[EXERCISE MATERIALS — start]

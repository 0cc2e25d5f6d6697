//! Logging configuration and initialization.
//!
//! Level selection honors RUST_LOG first, then the config file, then
//! falls back to info. Output formats: pretty (default), compact, json.

use tracing::Level;
use tracing_subscriber::prelude::*;
use tracing_subscriber::EnvFilter;

/// Logging configuration from config.toml.
#[derive(Debug, Clone)]
pub struct LogConfig {
    /// Log level: error, warn, info, debug, trace
    pub level: String,
    /// Output format: pretty, compact, json
    pub format: String,
}

impl Default for LogConfig {
    fn default() -> Self {
        Self {
            level: "info".to_string(),
            format: "pretty".to_string(),
        }
    }
}

/// Initializes the logging system.
///
/// Safe to call more than once; only the first call installs the
/// subscriber.
pub fn init_logging(config: Option<&LogConfig>) {
    let env_filter = if std::env::var("RUST_LOG").is_ok() {
        EnvFilter::from_default_env()
    } else {
        let level = config
            .map(|c| parse_level(&c.level))
            .unwrap_or(Level::INFO);
        EnvFilter::new(level.as_str())
    };

    match config.map(|c| c.format.as_str()).unwrap_or("pretty") {
        "json" => {
            let subscriber = tracing_subscriber::registry()
                .with(env_filter)
                .with(tracing_subscriber::fmt::layer().json());
            let _ = tracing::subscriber::set_global_default(subscriber);
        }
        "compact" => {
            let subscriber = tracing_subscriber::registry()
                .with(env_filter)
                .with(tracing_subscriber::fmt::layer().compact());
            let _ = tracing::subscriber::set_global_default(subscriber);
        }
        _ => {
            let subscriber = tracing_subscriber::registry()
                .with(env_filter)
                .with(tracing_subscriber::fmt::layer());
            let _ = tracing::subscriber::set_global_default(subscriber);
        }
    }
}

/// Parses a log level string into a Level.
fn parse_level(level: &str) -> Level {
    match level.to_lowercase().as_str() {
        "error" => Level::ERROR,
        "warn" => Level::WARN,
        "info" => Level::INFO,
        "debug" => Level::DEBUG,
        "trace" => Level::TRACE,
        _ => Level::INFO,
    }
}

#[cfg(test)]
mod tests {
    use super::*;

    #[test]
    fn test_parse_level() {
        assert_eq!(parse_level("error"), Level::ERROR);
        assert_eq!(parse_level("debug"), Level::DEBUG);
        assert_eq!(parse_level("INFO"), Level::INFO);
        assert_eq!(parse_level("unknown"), Level::INFO);
    }

    #[test]
    fn test_log_config_default() {
        let config = LogConfig::default();
        assert_eq!(config.level, "info");
        assert_eq!(config.format, "pretty");
    }
}
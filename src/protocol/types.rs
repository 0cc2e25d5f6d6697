//! Common protocol types

use std::fmt;

/// MAC address (6 bytes)
#[derive(Clone, Copy, PartialEq, Eq, Hash, Default)]
pub struct MacAddr(pub [u8; 6]);

impl fmt::Debug for MacAddr {
    fn fmt(&self, f: &mut fmt::Formatter<'_>) -> fmt::Result {
        write!(
            f,
            "{:02x}:{:02x}:{:02x}:{:02x}:{:02x}:{:02x}",
            self.0[0], self.0[1], self.0[2], self.0[3], self.0[4], self.0[5]
        )
    }
}

impl fmt::Display for MacAddr {
    fn fmt(&self, f: &mut fmt::Formatter<'_>) -> fmt::Result {
        fmt::Debug::fmt(self, f)
    }
}

/// EtherType values
#[derive(Debug, Clone, Copy, PartialEq, Eq)]
#[repr(u16)]
pub enum EtherType {
    Ipv4 = 0x0800,
    Arp = 0x0806,
    Vlan = 0x8100,
    Ipv6 = 0x86DD,
}

impl EtherType {
    pub fn from_u16(value: u16) -> Option<Self> {
        match value {
            0x0800 => Some(EtherType::Ipv4),
            0x0806 => Some(EtherType::Arp),
            0x8100 => Some(EtherType::Vlan),
            0x86DD => Some(EtherType::Ipv6),
            _ => None,
        }
    }
}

[EXERCISE MATERIALS — finish]

#### [TASK STATEMENT]
Report each line in the data above that holds the word "MacAddr" by copying it.

#### [SOLUTION]
pub struct MacAddr(pub [u8; 6]);
impl fmt::Debug for MacAddr {
impl fmt::Display for MacAddr {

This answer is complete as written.